== TASK DETAILS ==
Look for the word "MessageReceived" in the entries below, then copy every line that has it.

== Data records ==
━━━━━━━━━━━━━━━━━━━━━━━━━━━━━━

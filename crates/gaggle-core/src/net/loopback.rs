use anyhow::Result;
use async_trait::async_trait;
use std::sync::{Arc, Mutex};
use tokio::sync::mpsc;
use uuid::Uuid;

use crate::events::ChatEvent;
use crate::net::{ChatBackend, ChatTransport, PeerInfo, RoomHandle};

/// Single-node in-process backend. Joins succeed immediately with no
/// neighbors, sends are accepted without being echoed back (gossip does
/// not deliver a node's own broadcasts), and the peer roster is empty.
/// Lets the client run standalone and gives tests a real contract seam.
pub struct LoopbackBackend {
    node_id: String,
    active: Mutex<Option<LoopbackRoom>>,
}

struct LoopbackRoom {
    conversation_id: String,
    events: mpsc::UnboundedSender<ChatEvent>,
}

impl LoopbackBackend {
    pub fn new() -> Self {
        Self {
            node_id: Uuid::new_v4().simple().to_string(),
            active: Mutex::new(None),
        }
    }

    pub fn node_id(&self) -> &str {
        &self.node_id
    }

    fn open_room(&self, topic_id: String, nickname: String) -> RoomHandle {
        let (events_tx, events_rx) = mpsc::unbounded_channel();
        // A fresh single-node room has no neighbors yet
        let _ = events_tx.send(ChatEvent::Joined { neighbors: vec![] });

        *self.active.lock().unwrap_or_else(|e| e.into_inner()) = Some(LoopbackRoom {
            conversation_id: topic_id.clone(),
            events: events_tx,
        });

        let transport = Arc::new(LoopbackTransport {
            node_id: self.node_id.clone(),
            nickname: Mutex::new(nickname),
        });

        RoomHandle {
            ticket: format!("gaggle:{topic_id}"),
            conversation_id: topic_id,
            transport,
            events: events_rx,
        }
    }
}

impl Default for LoopbackBackend {
    fn default() -> Self {
        Self::new()
    }
}

#[async_trait]
impl ChatBackend for LoopbackBackend {
    async fn create_room(&self, nickname: String) -> Result<RoomHandle> {
        self.leave_room().await?;
        let topic_id = Uuid::new_v4().simple().to_string();
        tracing::info!(topic = %topic_id, "created loopback room");
        Ok(self.open_room(topic_id, nickname))
    }

    async fn join_room(&self, ticket: String, nickname: String) -> Result<RoomHandle> {
        self.leave_room().await?;
        let topic_id = ticket.strip_prefix("gaggle:").unwrap_or(&ticket).to_string();
        anyhow::ensure!(!topic_id.is_empty(), "ticket has no topic id");
        tracing::info!(topic = %topic_id, "joined loopback room");
        Ok(self.open_room(topic_id, nickname))
    }

    async fn leave_room(&self) -> Result<()> {
        let previous = self.active.lock().unwrap_or_else(|e| e.into_inner()).take();
        if let Some(room) = previous {
            // Dropping the sender ends the old room's event stream
            tracing::info!(topic = %room.conversation_id, "left loopback room");
        }
        Ok(())
    }
}

struct LoopbackTransport {
    node_id: String,
    nickname: Mutex<String>,
}

#[async_trait]
impl ChatTransport for LoopbackTransport {
    async fn send(&self, text: String) -> Result<()> {
        tracing::debug!(bytes = text.len(), "loopback send");
        Ok(())
    }

    async fn node_id(&self) -> Result<String> {
        Ok(self.node_id.clone())
    }

    async fn nickname(&self) -> Result<Option<String>> {
        Ok(Some(self.nickname.lock().unwrap_or_else(|e| e.into_inner()).clone()))
    }

    async fn set_nickname(&self, nickname: String) -> Result<()> {
        *self.nickname.lock().unwrap_or_else(|e| e.into_inner()) = nickname;
        Ok(())
    }

    async fn peers(&self) -> Result<Vec<PeerInfo>> {
        Ok(Vec::new())
    }
}

/// Inject an event into the active room, as a peer would. Test-only hook.
#[cfg(test)]
impl LoopbackBackend {
    pub(crate) fn emit(&self, event: ChatEvent) -> bool {
        self.active
            .lock()
            .unwrap_or_else(|e| e.into_inner())
            .as_ref()
            .map(|room| room.events.send(event).is_ok())
            .unwrap_or(false)
    }
}

#[cfg(test)]
mod tests {
    use super::*;
    use crate::events::LiveMessage;
    use crate::models::now_micros;

    #[tokio::test]
    async fn test_join_emits_joined_and_routes_events() {
        let backend = LoopbackBackend::new();
        let mut room = backend.create_room("ada".to_string()).await.unwrap();

        assert_eq!(
            room.events.recv().await,
            Some(ChatEvent::Joined { neighbors: vec![] })
        );

        let live = LiveMessage {
            from: "peer".into(),
            nickname: "bob".into(),
            text: "hello".into(),
            sent_timestamp: now_micros(),
        };
        assert!(backend.emit(ChatEvent::MessageReceived(live.clone())));
        assert_eq!(room.events.recv().await, Some(ChatEvent::MessageReceived(live)));
    }

    #[tokio::test]
    async fn test_rejoin_supersedes_previous_room() {
        let backend = LoopbackBackend::new();
        let mut first = backend.create_room("ada".to_string()).await.unwrap();
        let _ = first.events.recv().await;

        let second = backend
            .join_room(first.ticket.clone(), "ada".to_string())
            .await
            .unwrap();
        assert_eq!(first.conversation_id, second.conversation_id);

        // The first room's stream ended when its sender was dropped
        assert_eq!(first.events.recv().await, None);
    }

    #[tokio::test]
    async fn test_nickname_round_trip() {
        let backend = LoopbackBackend::new();
        let room = backend.create_room("ada".to_string()).await.unwrap();
        assert_eq!(room.transport.nickname().await.unwrap(), Some("ada".into()));

        room.transport.set_nickname("lovelace".to_string()).await.unwrap();
        assert_eq!(
            room.transport.nickname().await.unwrap(),
            Some("lovelace".into())
        );
    }
}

━━━━━━━━━━━━━━━━━━━━━━━━━━━━━━

== SOLUTION TO THE PROBLEM ==
        assert!(backend.emit(ChatEvent::MessageReceived(live.clone())));
        assert_eq!(room.events.recv().await, Some(ChatEvent::MessageReceived(live)));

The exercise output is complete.